Brokers also think markets are being over optimistic in their current expectations of rate falls
Mortgage rates could end up ticking back up in the future, brokers have said, as the Bank of England’s chief economist warned it has been cutting interest rates too quickly.
Huw Pill, a member of the Monetary Policy Committee (MPC) that sets rates, opposed the 0.25 percentage point reduction to 4.25 per cent earlier this month.
He wanted to hold at 4.5 per cent because he believes the Bank may be moving too fast in easing policy.
Speaking at a Barclays briefing on Tuesday morning, he said: “My starting point is that the pace of bank rate reduction should be ‘cautious’, running slower than the 25 basis point per quarter we have implemented since last August.”
The Bank’s key rate “plateaued at slightly too low a level” back in 2023 when it was battling soaring inflation, he said, adding that the MPC had started cutting the rate “slightly too early” last year.
It is widely expected by experts that the Bank will cut three more times in 2025, meaning the cheapest mortgage rates could reach 3.5 per cent by the end of the year. There are currently several two and five-year fixed rates available for below 4 per cent.
But brokers have told The i Paper they think markets are being over-optimistic in their current expectations of rate falls, meaning mortgage rates may not fall by as much as originally expected.
Nick Mendes of brokers John Charcol said Pill’s remarks are a timely reminder that the Bank is not necessarily aligned with market expectations for rapid interest rate cuts.
He said: “Investors had become increasingly confident that rates would fall steadily over the coming months, but Pill’s tone suggests that such optimism may be misplaced.
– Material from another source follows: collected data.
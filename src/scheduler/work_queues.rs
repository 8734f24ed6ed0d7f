use crate::storage::Block;
use crate::util::ObjectReference;
use crossbeam::deque::{Injector, Steal};
use std::sync::atomic::{AtomicUsize, Ordering};

/// Full to-space blocks waiting to be scanned, one shared queue per generation. Any worker may
/// claim a queued block; a block is scanned by exactly one worker.
pub struct TodoQueues {
    queues: Box<[Injector<Block>]>,
}

impl TodoQueues {
    pub fn new(generations: usize) -> Self {
        TodoQueues {
            queues: (0..generations).map(|_| Injector::new()).collect(),
        }
    }

    pub fn push(&self, gen: usize, block: Block) {
        self.queues[gen].push(block)
    }

    pub fn steal(&self, gen: usize) -> Option<Block> {
        loop {
            match self.queues[gen].steal() {
                Steal::Success(block) => return Some(block),
                Steal::Empty => return None,
                Steal::Retry => continue,
            }
        }
    }

    pub fn is_empty(&self) -> bool {
        self.queues.iter().all(Injector::is_empty)
    }
}

/// Saved remembered sets cut into chunks. Workers claim chunks with an atomic cursor, so every
/// entry is traced by exactly one worker.
#[derive(Default)]
pub struct MutListClaims {
    chunks: Vec<(usize, Vec<ObjectReference>)>,
    next: AtomicUsize,
}

impl MutListClaims {
    /// `lists` holds `(generation, entries)` pairs.
    pub fn new(lists: Vec<(usize, Vec<ObjectReference>)>, chunk_size: usize) -> Self {
        let mut chunks = vec![];
        for (gen, entries) in lists {
            for chunk in entries.chunks(chunk_size) {
                chunks.push((gen, chunk.to_vec()));
            }
        }
        MutListClaims {
            chunks,
            next: AtomicUsize::new(0),
        }
    }

    pub fn claim(&self) -> Option<(usize, &[ObjectReference])> {
        let i = self.next.fetch_add(1, Ordering::Relaxed);
        self.chunks
            .get(i)
            .map(|(gen, entries)| (*gen, entries.as_slice()))
    }

    pub fn has_unclaimed(&self) -> bool {
        self.next.load(Ordering::Relaxed) < self.chunks.len()
    }

    pub fn len(&self) -> usize {
        self.chunks.len()
    }

    pub fn is_empty(&self) -> bool {
        self.chunks.is_empty()
    }
}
“If he is correct, interest rates may not fall as quickly as previously forecast, and there is even a possibility they could edge even higher if inflation proves more stubborn than anticipated.
“For mortgage rates, this could mean a change in direction. We have already seen lenders trimming rates in recent weeks on the basis that markets were pricing in four base rate cuts this year, but if that narrative begins to shift, we may see those forecasts quickly shift, resulting in a reduction pause or even reverse slightly.”
The movement in swap rates, which underpin fixed mortgage pricing, has already begun to reflect this uncertainty.
Market expectation has a clear impact on fixed-rate pricing. When the talk of tariffs hit, the expectation of rate cuts feeding through more quickly rose, and that saw fixed mortgage rates dipping.
The threat of trade tariffs seems to have eased, which has led to swap rates ticking up.
As a result, several mortgage lenders, including TSB and Halifax, have increased their rates this week.
However, other lenders, including Santander, are still making cuts to theirs.
David Hollingworth of L&C Mortgages said: “[The threat of tariffs easing] could put the brakes on further drops in fixed rates for now. As market outlooks change, so will the impact on lenders’ funding costs.
“The market is so competitive that there’s very little margin to play with, so mortgage rates do quickly feel any bumps in the outlook.
“What borrowers don’t know is what the outcome will be, so they should keep focused on what will suit them best.
“Securing a deal gives peace of mind without preventing them from reviewing their choice if rates do keep dropping before they complete.”
Pill has been a consistent voice of caution as the Bank embarks on a series of rate reductions.
He said that, while progress of inflation back down towards the 2 per cent target – from its current level of 2.6 per cent – was ongoing, “disinflationary momentum has shown signs of stuttering”.
In particular, the pace of declines in underlying pay growth has slowed, while core services inflation remains “obstinately robust”.
Meanwhile, he was seeing renewed strength in business survey indicators, while household inflation expectations have picked up.
This all comes against a background of nearly four years of above-target inflation, Pill added.
He continued: “In short, I remain concerned about upside risks to the achievement of the inflation target.”